Sur Facebook, rien de plus facile que
d'avoir 1 000, 2 000, voire 5 000 « amis ». Cette facilité à étendre ses
connexions entretient l'idée selon laquelle les réseaux permettent
d'avoir beaucoup plus de relations que dans la vie réelle. Qu'en est-il
vraiment ? Les réseaux sociaux sur Internet ont-ils bouleversé les
relations sociales humaines ? Une récente étude portant sur Twitter, un
réseau de micromessages en ligne, montre que cette idée reste un mythe :
en pratique, on maintient des contacts réguliers avec pas plus de 200
relations [1].
Comment l'équipe menée par Alessandro Vespignani, aujourd'hui à l'université Northeastern, aux États-Unis, s'y est-elle prise pour estimer le nombre maximal de contacts réguliers ? À partir de 380 millions de « tweets », ces chercheurs ont extrait 25 millions de conversations, chacune correspondant à 2 ou 3 tweets envoyés en réponse les uns aux autres sur une période de six mois. Au final, le réseau étudié était formé de 1,7 million d'individus - les noeuds du réseau - reliés par ces 25 millions de conversations - les liens. En attribuant plus de poids à chaque lien selon le nombre de réponses et en étudiant la saturation des connexions en fonction du nombre de messages entrants, ils ont montré que le nombre d'utilisateurs avec lequel un échange a réellement lieu sature aux alentours de 100 à 200. Cette analyse est confirmée par un modèle de champ moyen, très courant en physique statistique, où l'on remplace les interactions entre tous les individus par une interaction moyenne. Ici, le modèle considère le point de vue d'un seul utilisateur qui reçoit les connexions « moyennes » de tous les autres.

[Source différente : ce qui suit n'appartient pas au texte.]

//! Builds tidy tables out of extracted sections

use crate::error::{Error, Result};
use crate::quoted::parse_quoted_row;
use crate::section::Section;
use crate::table::{CellValue, Row, TidyTable};
use serde::{Deserialize, Serialize};

/// A column appended to every row with one literal value
#[derive(Debug, Clone, PartialEq, Serialize, Deserialize)]
pub struct ConstantColumn {
    pub name: String,
    pub value: CellValue,
}

impl ConstantColumn {
    pub fn new(name: impl Into<String>, value: impl Into<CellValue>) -> Self {
        Self {
            name: name.into(),
            value: value.into(),
        }
    }
}

/// How a section is turned into a table
#[derive(Debug, Clone, PartialEq)]
pub struct BuildOptions {
    /// Delimiter of the header line and of the leading row field
    pub delimiter: char,
    /// Stable ascending sort on this column after parsing
    pub sort_by: Option<String>,
    /// Column appended after parsing and sorting
    pub constant: Option<ConstantColumn>,
}

impl Default for BuildOptions {
    fn default() -> Self {
        Self {
            delimiter: ',',
            sort_by: None,
            constant: None,
        }
    }
}

impl BuildOptions {
    pub fn sorted_by(mut self, column: impl Into<String>) -> Self {
        self.sort_by = Some(column.into());
        self
    }
}

/// Turn a section into a tidy table.
///
/// The first line is the header, split on the plain delimiter; every later
/// line goes through the quoted-row parser and must yield exactly as many
/// fields as the header. Blank lines are ignored. Any malformed row
/// abandons the whole section.
pub fn build(section: &Section, options: &BuildOptions) -> Result<TidyTable> {
    let Some((header, body)) = section.lines.split_first() else {
        return Ok(TidyTable::new(section.name.clone()));
    };

    let names: Vec<&str> = header.split(options.delimiter).collect();
    let mut table = TidyTable::with_columns(section.name.clone(), &names);

    for (offset, line) in body.iter().enumerate() {
        // Header is line 1 of the section
        let line_no = offset + 2;
        if line.trim().is_empty() {
            continue;
        }
        let fields = parse_quoted_row(line, options.delimiter, &section.name, line_no)?;

        if fields.len() != names.len() {
            return Err(Error::SectionShape {
                section: section.name.clone(),
                line: line_no,
                expected: names.len(),
                found: fields.len(),
            });
        }

        table
            .rows
            .push(Row::new(fields.into_iter().map(CellValue::Text).collect()));
    }

    if let Some(column) = &options.sort_by {
        table.sort_by_column(column)?;
    }

    if let Some(constant) = &options.constant {
        table.push_constant_column(constant.name.clone(), constant.value.clone());
    }

    Ok(table)
}

#[cfg(test)]
mod tests {
    use super::*;
    use crate::section::extract;

    fn lines(raw: &[&str]) -> Vec<String> {
        raw.iter().map(|s| s.to_string()).collect()
    }

    #[test]
    fn test_build_activities_section() {
        let src = lines(&[
            "Activities",
            "name,start,end",
            r#"2024-01-01,"run","5k""#,
            "Sleep",
        ]);
        let section = extract(&src, "Activities", "Sleep");
        assert_eq!(section.lines.len() - 1, 1);

        let table = build(&section, &BuildOptions::default()).unwrap();

        assert_eq!(table.column_names(), vec!["name", "start", "end"]);
        assert_eq!(table.row_count(), 1);
        let values: Vec<String> = table.rows[0]
            .cells
            .iter()
            .map(|c| c.to_string_value())
            .collect();
        assert_eq!(values, vec!["2024-01-01", "run", "5k"]);
    }

    #[test]
    fn test_absent_section_builds_empty_table() {
        let src = lines(&["Body", "Food Log"]);
        let section = extract(&src, "Activities", "Sleep");

        let table = build(&section, &BuildOptions::default()).unwrap();

        assert_eq!(table.column_count(), 0);
        assert_eq!(table.row_count(), 0);
    }

    #[test]
    fn test_header_only_section() {
        let src = lines(&["Sleep", "Start Time,End Time"]);
        let section = extract(&src, "Sleep", "Food Log");

        let table = build(&section, &BuildOptions::default()).unwrap();

        assert_eq!(table.column_count(), 2);
        assert!(table.is_empty());
    }

    #[test]
    fn test_shape_mismatch_abandons_section() {
        let src = lines(&[
            "Sleep",
            "Start Time,End Time,Minutes",
            r#"2024-01-01 22:00,"2024-01-02 06:00","480""#,
            r#"2024-01-02 23:00,"2024-01-03 07:00""#,
        ]);
        let section = extract(&src, "Sleep", "Food Log");

        let err = build(&section, &BuildOptions::default()).unwrap_err();

        match err {
            Error::SectionShape {
                section,
                line,
                expected,
                found,
            } => {
                assert_eq!(section, "Sleep");
                assert_eq!(line, 3);
                assert_eq!(expected, 3);
                assert_eq!(found, 2);
            }
            other => panic!("unexpected error: {other}"),
        }
    }

    #[test]
    fn test_blank_lines_ignored() {
        let src = lines(&["Activities", "Date,Steps", r#"2024-01-01,"10""#, "", "Sleep"]);
        let section = extract(&src, "Activities", "Sleep");

        let table = build(&section, &BuildOptions::default()).unwrap();

        assert_eq!(table.row_count(), 1);
    }

    #[test]
    fn test_row_without_delimiter_is_malformed() {
        let src = lines(&["Sleep", "Start Time,End Time", "garbage"]);
        let section = extract(&src, "Sleep", "Food Log");

        let err = build(&section, &BuildOptions::default()).unwrap_err();
        assert!(matches!(err, Error::MalformedRow { line: 2, .. }));
    }

    #[test]
    fn test_sort_and_constant_column() {
        let src = lines(&[
            "Sleep",
            "Start Time,Minutes",
            r#"2024-01-03 22:00,"400""#,
            r#"2024-01-01 23:00,"410""#,
            r#"2024-01-02 21:30,"420""#,
            "Food Log",
        ]);
        let section = extract(&src, "Sleep", "Food Log");
        let options = BuildOptions {
            constant: Some(ConstantColumn::new("complete", 2i64)),
            ..BuildOptions::default()
        }
        .sorted_by("Start Time");

        let table = build(&section, &options).unwrap();

        let starts: Vec<String> = table
            .rows
            .iter()
            .map(|r| r.cells[0].to_string_value())
            .collect();
        assert_eq!(
            starts,
            vec!["2024-01-01 23:00", "2024-01-02 21:30", "2024-01-03 22:00"]
        );
        assert_eq!(table.column_names(), vec!["Start Time", "Minutes", "complete"]);
        assert_eq!(table.rows[0].cells[2], CellValue::Integer(2));
    }

    #[test]
    fn test_sort_by_unknown_column_fails() {
        let src = lines(&["Sleep", "a,b", r#"1,"2""#]);
        let section = extract(&src, "Sleep", "Food Log");

        let err = build(&section, &BuildOptions::default().sorted_by("Start Time")).unwrap_err();
        assert!(matches!(err, Error::ColumnNotFound { .. }));
    }
}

Cette étude étaye donc la vision de l'anthropologue britannique Robin Dunbar proposée en 1993. Selon lui, pour des raisons cognitives liées à la taille du néocortex, le nombre de relations stables qu'un individu peut maintenir simultanément est de l'ordre de 150. Sur les réseaux sociaux, ajouter un ami, c'est facile, mais entretenir un lien durable prend du temps... Le travail met aussi en évidence la distinction entre liens « apparents » des réseaux sociaux en ligne, qui sont a priori en nombre illimité et n'ont aucun « coût » de création, et les liens plus « réels » le long desquels existe une réelle relation de type sociale, dont le maintien a un certain coût en termes de cognition et de temps. Une distinction que l'on retrouve sur les réseaux physiques où la place dont on dispose et le coût contraignent le fait d'ajouter une nouvelle liaison.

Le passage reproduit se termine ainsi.